I often get asked the best way to securely erase a disk or what to use to ensure that a disk has been sanitised to DoD 5220-22-M. A reasonable way to achieve this would be:
dd if=/dev/urandom of=/dev/rdsk/c#t#d#s2 bs=10k
dd if=/dev/arandom of=/dev/r#d#c bs=10k
This will ensure that random (not completely random, but good enough) data is written to the devices RAW geometry. This would remove all traces of previous data on the disk1
Oracle (aka Sun Microsystems) have provided a utility in the Solaris Operating System’s command format(1M) called analyse. Basically, you load the disks defect list, analyse and then purge.
Old documentation of the DoD 5220-22-M refer that the character, compliment, random and verify method can be used on data that is classified less than Top Secret.
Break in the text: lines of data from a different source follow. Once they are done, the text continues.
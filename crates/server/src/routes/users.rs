//! User route handlers. None of them require a token.

use axum::{Json, extract::State, http::StatusCode};
use petstore_core::User;
use serde::{Deserialize, Serialize};

use crate::error::{AppError, Result};
use crate::extract::{ApiJson, ApiPath, ApiQuery};
use crate::state::AppState;

/// `?username=&password=`
#[derive(Debug, Deserialize)]
pub struct LoginQuery {
    #[serde(default)]
    pub username: String,
    #[serde(default)]
    pub password: String,
}

/// Body returned by a successful login.
#[derive(Debug, Serialize, Deserialize)]
pub struct TokenResponse {
    pub token: String,
}

/// Register a user.
pub async fn create(
    State(state): State<AppState>,
    ApiJson(user): ApiJson<User>,
) -> Result<(StatusCode, Json<User>)> {
    let created = state.users().create_user(&user).await?;
    Ok((StatusCode::CREATED, Json(created)))
}

/// Register several users (`createWithList` and `createWithArray`).
pub async fn create_batch(
    State(state): State<AppState>,
    ApiJson(users): ApiJson<Vec<User>>,
) -> Result<(StatusCode, Json<Vec<User>>)> {
    let created = state.users().create_users(&users).await?;
    Ok((StatusCode::CREATED, Json(created)))
}

pub async fn show(
    State(state): State<AppState>,
    ApiPath(username): ApiPath<String>,
) -> Result<Json<User>> {
    Ok(Json(state.users().find_user_by_username(&username).await?))
}

/// Overwrite a user's profile. The username in the path wins.
pub async fn update(
    State(state): State<AppState>,
    ApiPath(username): ApiPath<String>,
    ApiJson(user): ApiJson<User>,
) -> Result<Json<User>> {
    Ok(Json(state.users().update_user(&username, &user).await?))
}

pub async fn delete(
    State(state): State<AppState>,
    ApiPath(username): ApiPath<String>,
) -> Result<StatusCode> {
    state.users().delete_user(&username).await?;
    Ok(StatusCode::NO_CONTENT)
}

/// Exchange a username and password for a bearer token.
pub async fn login(
    State(state): State<AppState>,
    ApiQuery(query): ApiQuery<LoginQuery>,
) -> Result<Json<TokenResponse>> {
    if query.username.is_empty() || query.password.is_empty() {
        return Err(AppError::BadRequest(
            "missing username or password".to_string(),
        ));
    }

    let token = state.users().login(&query.username, &query.password).await?;
    Ok(Json(TokenResponse { token }))
}

pub async fn logout(State(state): State<AppState>) -> StatusCode {
    state.users().logout();
    StatusCode::OK
}
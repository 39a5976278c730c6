//! Petstore CLI - database migrations and token tooling.
//!
//! # Usage
//!
//! ```bash
//! # Apply database migrations
//! petstore-cli migrate
//!
//! # Print a bearer token for manual API calls
//! petstore-cli token --username alice
//! ```
//!
//! # Commands
//!
//! - `migrate` - Run database migrations
//! - `token` - Issue a signed bearer token

#![cfg_attr(not(test), forbid(unsafe_code))]

use clap::{Parser, Subcommand};

mod commands;

#[derive(Parser)]
#[command(name = "petstore-cli")]
#[command(author, version, about = "Petstore CLI tools")]
struct Cli {
    #[command(subcommand)]
    command: Commands,
}

#[derive(Subcommand)]
enum Commands {
    /// Run database migrations
    Migrate,
    /// Issue a bearer token
    Token {
        /// Username carried in the token's claims
        #[arg(short, long)]
        username: String,
    },
}

#[tokio::main]
async fn main() {
    // Logs go to stderr so `token` output stays pipeable
    tracing_subscriber::fmt().with_writer(std::io::stderr).init();

    let cli = Cli::parse();

    let result: Result<(), Box<dyn std::error::Error>> = run(cli).await;

    if let Err(e) = result {
        tracing::error!("Command failed: {e}");
        std::process::exit(1);
    }
}

async fn run(cli: Cli) -> Result<(), Box<dyn std::error::Error>> {
    match cli.command {
        Commands::Migrate => commands::migrate::run().await?,
        Commands::Token { username } => commands::token::issue(&username)?,
    }
    Ok(())
}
However, in the most recent versions of the [NISPOM] standard, this has been removed and only degaussing and/or physical destruction is valid for the sanitisation of hard disks – disks are cheap these days.
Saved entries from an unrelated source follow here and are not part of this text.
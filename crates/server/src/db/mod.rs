//! Database operations for the petstore `PostgreSQL` store.
//!
//! # Tables
//!
//! - `pets` - Flat pet rows; `category`, `photo_urls` and `tags` hold JSON text
//! - `orders` - Purchase orders
//! - `users` - Registered users (password column holds an Argon2 hash)
//!
//! # Migrations
//!
//! Migrations are stored in `crates/server/migrations/` and run via:
//! ```bash
//! cargo run -p petstore-cli -- migrate
//! ```
//!
//! # Repositories
//!
//! Each entity has a capability trait ([`PetRepository`], [`OrderRepository`],
//! [`UserRepository`]) with a `PostgreSQL` implementation. With the
//! `test-support` feature an in-memory implementation is also available.
//!
//! The `PostgreSQL` implementations are tested with `#[sqlx::test]` against a
//! fresh migrated database per test. Those tests are `#[ignore]`d; run them
//! with `DATABASE_URL` set and `cargo test -p petstore-server -- --ignored`.

pub mod mapper;
#[cfg(any(test, feature = "test-support"))]
pub mod memory;
pub mod orders;
pub mod pets;
pub mod users;

use std::sync::Arc;
use std::time::Duration;

use secrecy::ExposeSecret;
use sqlx::PgPool;
use sqlx::postgres::PgPoolOptions;
use thiserror::Error;

pub use mapper::{MappingError, PetRow};
pub use orders::{OrderRepository, PgOrderRepository};
pub use pets::{PetRepository, PgPetRepository};
pub use users::{PgUserRepository, UserRepository};

/// Errors surfaced by repositories.
///
/// `NotFound` is an expected outcome and is kept apart from store failures so
/// callers can answer 404 instead of 500.
#[derive(Debug, Error)]
pub enum RepositoryError {
    /// Database error from sqlx.
    #[error("database error: {0}")]
    Database(#[from] sqlx::Error),

    /// A stored row could not be mapped back to its entity.
    #[error("data corruption: {0}")]
    DataCorruption(#[from] MappingError),

    /// Requested entity was not found.
    #[error("not found")]
    NotFound,

    /// A guard or constraint rejected the write.
    #[error("conflict: {0}")]
    Conflict(String),
}

/// Map a unique violation to `Conflict`, anything else to `Database`.
pub(crate) fn conflict_on_unique(err: sqlx::Error, message: &str) -> RepositoryError {
    if let sqlx::Error::Database(ref db_err) = err
        && db_err.is_unique_violation()
    {
        return RepositoryError::Conflict(message.to_owned());
    }
    RepositoryError::Database(err)
}

/// The set of repositories the services are built from.
#[derive(Clone)]
pub struct Repositories {
    pub pets: Arc<dyn PetRepository>,
    pub orders: Arc<dyn OrderRepository>,
    pub users: Arc<dyn UserRepository>,
}

impl Repositories {
    /// Repositories backed by `PostgreSQL`.
    #[must_use]
    pub fn postgres(pool: &PgPool) -> Self {
        Self {
            pets: Arc::new(PgPetRepository::new(pool.clone())),
            orders: Arc::new(PgOrderRepository::new(pool.clone())),
            users: Arc::new(PgUserRepository::new(pool.clone())),
        }
    }

    /// Fresh, empty in-memory repositories.
    #[cfg(any(test, feature = "test-support"))]
    #[must_use]
    pub fn in_memory() -> Self {
        memory::MemoryStore::default().repositories()
    }
}

/// Create a `PostgreSQL` connection pool with sensible defaults.
///
/// # Arguments
///
/// * `database_url` - `PostgreSQL` connection string (wrapped in `SecretString`)
///
/// # Errors
///
/// Returns `sqlx::Error` if the connection cannot be established.
pub async fn create_pool(database_url: &secrecy::SecretString) -> Result<PgPool, sqlx::Error> {
    PgPoolOptions::new()
        .max_connections(10)
        .min_connections(2)
        .acquire_timeout(Duration::from_secs(10))
        .connect(database_url.expose_secret())
        .await
}
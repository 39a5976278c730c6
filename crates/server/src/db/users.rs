//! User repository for database operations.
//!
//! Users are addressed by `username` everywhere except the surrogate id the
//! store assigns on insert. The `password` column holds whatever the service
//! layer hands in; the service always hashes before calling here.

use async_trait::async_trait;
use sqlx::PgPool;

use petstore_core::{User, UserId};

use super::{RepositoryError, conflict_on_unique};

const USERNAME_TAKEN: &str = "username already exists";

/// Storage capability for users.
#[async_trait]
pub trait UserRepository: Send + Sync {
    /// Insert a user; the returned user carries the store-assigned id.
    ///
    /// Returns `RepositoryError::Conflict` if the username is taken.
    async fn create(&self, user: &User) -> Result<User, RepositoryError>;

    /// Insert users one at a time, stopping at the first failure.
    ///
    /// Not atomic: users inserted before the failing element stay committed.
    async fn create_batch(&self, users: &[User]) -> Result<Vec<User>, RepositoryError> {
        let mut created = Vec::with_capacity(users.len());
        for user in users {
            created.push(self.create(user).await?);
        }
        Ok(created)
    }

    async fn find_by_username(&self, username: &str) -> Result<User, RepositoryError>;

    /// Overwrite every field except `username` and `id`.
    ///
    /// An empty `user.password` keeps the stored password.
    async fn update(&self, username: &str, user: &User) -> Result<User, RepositoryError>;

    async fn delete(&self, username: &str) -> Result<(), RepositoryError>;
}

/// `PostgreSQL` user repository.
#[derive(Clone)]
pub struct PgUserRepository {
    pool: PgPool,
}

impl PgUserRepository {
    #[must_use]
    pub const fn new(pool: PgPool) -> Self {
        Self { pool }
    }
}

#[async_trait]
impl UserRepository for PgUserRepository {
    async fn create(&self, user: &User) -> Result<User, RepositoryError> {
        let id: UserId = sqlx::query_scalar(
            r"
            INSERT INTO users (username, first_name, last_name, email, password, phone, user_status)
            VALUES ($1, $2, $3, $4, $5, $6, $7)
            RETURNING id
            ",
        )
        .bind(&user.username)
        .bind(&user.first_name)
        .bind(&user.last_name)
        .bind(&user.email)
        .bind(&user.password)
        .bind(&user.phone)
        .bind(user.user_status)
        .fetch_one(&self.pool)
        .await
        .map_err(|e| conflict_on_unique(e, USERNAME_TAKEN))?;

        Ok(User {
            id,
            ..user.clone()
        })
    }

    async fn find_by_username(&self, username: &str) -> Result<User, RepositoryError> {
        sqlx::query_as::<_, User>(
            r"
            SELECT id, username, first_name, last_name, email, password, phone, user_status
            FROM users
            WHERE username = $1
            ",
        )
        .bind(username)
        .fetch_optional(&self.pool)
        .await?
        .ok_or(RepositoryError::NotFound)
    }

    async fn update(&self, username: &str, user: &User) -> Result<User, RepositoryError> {
        sqlx::query_as::<_, User>(
            r"
            UPDATE users
            SET first_name = $1,
                last_name = $2,
                email = $3,
                password = COALESCE(NULLIF($4, ''), password),
                phone = $5,
                user_status = $6
            WHERE username = $7
            RETURNING id, username, first_name, last_name, email, password, phone, user_status
            ",
        )
        .bind(&user.first_name)
        .bind(&user.last_name)
        .bind(&user.email)
        .bind(&user.password)
        .bind(&user.phone)
        .bind(user.user_status)
        .bind(username)
        .fetch_optional(&self.pool)
        .await?
        .ok_or(RepositoryError::NotFound)
    }

    async fn delete(&self, username: &str) -> Result<(), RepositoryError> {
        let result = sqlx::query("DELETE FROM users WHERE username = $1")
            .bind(username)
            .execute(&self.pool)
            .await?;

        if result.rows_affected() == 0 {
            return Err(RepositoryError::NotFound);
        }
        Ok(())
    }
}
The Gutmann hypothesis has never been proven or subject to peer review and the triple write method of sanitisation has even been labelled by some as an urban legend. There have also been book/paper written discussing it [Overwriting Hard Drive Data: The Great Wiping Controversy].
So basically, overwriting the disk will be sufficient for most people and organisations, no matter what governance policy they come under2. For those that fall outside of this, find tin foil hats attractive or basically think we never actually walked on the moon, you are going to be better off breaking out the oxy acetylene kit and turn your disk into pulp.
1 As the drives controller maintains the bad sector tracking, any data written into bad sectors previously may still be there though the quality of this data would be questionable otherwise the sector would never have been marked bad in the first place.
2 If you are a classified government agency or your data is at a specific government data classification, a wipe will be out of the question. Remember, for you, disks are cheap.